The third quarter of 2025 has gotten off to “a mediocre start” despite this typically being a strong time of year, he said. Volumes were down about 2% year over year through mid-August.
He said three main factors are currently impacting GPI’s performance:
- Food is expensive: Cost-strained consumers have pulled back on spending. Affordability has been a problem “a little longer than I anticipated it would,” Doss said, so GPI “being able to shift and move with the consumer is essential.” In response to changing consumer habits, GPI’s customers are repositioning their businesses, Doss said, “but reformulation doesn’t happen overnight.”

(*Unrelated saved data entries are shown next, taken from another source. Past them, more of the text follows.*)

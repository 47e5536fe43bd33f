// SPDX-License-Identifier: LGPL-3.0-only
//
// This file is provided WITHOUT ANY WARRANTY;
// without even the implied warranty of MERCHANTABILITY
// or FITNESS FOR A PARTICULAR PURPOSE.

use serde::{Deserialize, Serialize};

use crate::computation::ComputationParams;
use crate::error::{CoreError, CoreResult};
use crate::ids::QueryId;

/// A submitted inference request. `input_ciphertexts` are opaque,
/// backend-serialized blobs; their count must equal
/// `params.input_len()`, checked at `Query::new`.
#[derive(Debug, Clone, Serialize, Deserialize)]
pub struct Query {
    pub key_id: i64,
    pub params: ComputationParams,
    pub input_ciphertexts: Vec<Vec<u8>>,
}

impl Query {
    pub fn new(key_id: i64, params: ComputationParams, input_ciphertexts: Vec<Vec<u8>>) -> CoreResult<Self> {
        let expected = params.input_len();
        if input_ciphertexts.len() != expected {
            return Err(CoreError::CiphertextCountMismatch {
                expected,
                actual: input_ciphertexts.len(),
            });
        }
        Ok(Self {
            key_id,
            params,
            input_ciphertexts,
        })
    }
}

/// A `Query` once assigned a server-side id and queued for a worker.
#[derive(Debug, Clone, Serialize, Deserialize)]
pub struct QueuedQuery {
    pub id: QueryId,
    pub query: Query,
}
// SPDX-License-Identifier: LGPL-3.0-only
//
// This file is provided WITHOUT ANY WARRANTY;
// without even the implied warranty of MERCHANTABILITY
// or FITNESS FOR A PARTICULAR PURPOSE.

use std::fmt;
use std::sync::atomic::{AtomicU64, Ordering};

/// Monotonic counter backing auto-generated query/result identifiers.
///
/// The original server seeded a 31-bit PRNG off wall-clock time for this
/// purpose, which collides under sustained load. A process-local atomic
/// counter can't collide and is cheaper besides. Key-ids are not drawn from
/// here — they are client-chosen, per spec.md §3.
static NEXT_QUERY_ID: AtomicU64 = AtomicU64::new(1);

#[derive(Debug, Clone, Copy, PartialEq, Eq, PartialOrd, Ord, Hash, serde::Serialize, serde::Deserialize)]
pub struct QueryId(pub u64);

impl QueryId {
    pub fn new() -> Self {
        Self(NEXT_QUERY_ID.fetch_add(1, Ordering::SeqCst))
    }
}

impl Default for QueryId {
    fn default() -> Self {
        Self::new()
    }
}

impl fmt::Display for QueryId {
    fn fmt(&self, f: &mut fmt::Formatter<'_>) -> fmt::Result {
        write!(f, "{}", self.0)
    }
}

#[cfg(test)]
mod tests {
    use super::*;

    #[test]
    fn query_ids_are_monotonic_and_unique() {
        let a = QueryId::new();
        let b = QueryId::new();
        assert!(b.0 > a.0);
    }
}
// SPDX-License-Identifier: LGPL-3.0-only
//
// This file is provided WITHOUT ANY WARRANTY;
// without even the implied warranty of MERCHANTABILITY
// or FITNESS FOR A PARTICULAR PURPOSE.

//! Client library: connection handling (register/submit/poll), key
//! generation, and the Client Result Subscriber, per spec.md §4.11.

mod connection;
mod keys;
mod subscriber;

pub use connection::{ClientConnection, ClientError};
pub use keys::ClientKeys;
pub use subscriber::{spawn_result_subscriber, ResultCallback, SubscriberHandle};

- The MAHA movement and GLP-1 drugs: The federal government’s Make America Healthy Again initiative is “really somewhat expensive for our customers” because of requirements to change product formulations, such as removing certain dyes. “It comes at a very inopportune time for them. They're already dealing with some of their volumetric challenges, and now they're having to go to reformulations that almost always are more expensive,” Doss said. As far as impacts from GLP-1 medication use, “those actually are probably more of a friend for Graphic than a foe,” because it creates more business opportunities as food customers rework their products and packaging, he said.
- Paperboard conditions, specifically solid bleached sulfate: About 80% of GPI’s work is in recycled paperboard or unbleached paperboard, and it’s only a small player in SBS, Doss said. “But on the coated SBS market, there's been capacity added here in North America to a market that was already well supplied, and it's driving operating rates down pretty dramatically.” The extra capacity is “keeping a bit of a collar on our ability to push pricing on coated recycled paperboard and unbleached paperboard.”
Last year, numerous fiber producers expressed frustration with leading index Fastmarkets RISI for not fully recognizing their multiple price increases. In October 2024, Graphic Packaging International became the first to declare it would formally eliminate third-party pricing indexes as a factor in new sales contracts with paperboard customers, starting in 2025. At the Jefferies event Wednesday, Doss said GPI had been rather early in trying to move away from Fastmarkets RISI and had been doing so for the better part of six years; but the process takes time.
He said GPI “needs to be thoughtful” in how it makes the transition with customers, but “those who have made the move really like the transparency.”
“They've got the ability to sit at their Bloomberg terminal and really know what's going on with their pricing because it's very transparent in terms of how it goes, as opposed to the RISI process, which is far from transparent,” Doss said.
Executives said their new recycled paperboard mill in Waco, Texas — which they expect to consume up to 15 million cups per day as feedstock — remains on track to open next quarter. After that, they plan to close a recycled paperboard plant in East Angus, Quebec. That’s an update from GPI’s first-quarter earnings call on May 1, when executives discussed the possibility of shifting up the timeline for the East Angus closure due to trade uncertainty.
The decision to wait to close East Angus until the new Waco capacity comes online is important because “if we closed East Angus, we'd be shorting our customers right now,” said Mark Connelly, GPI senior vice president of investor strategy and development. “The market is tight in recycled. You don't see it in pricing right now because of what's going on in SBS, but the market is tight.”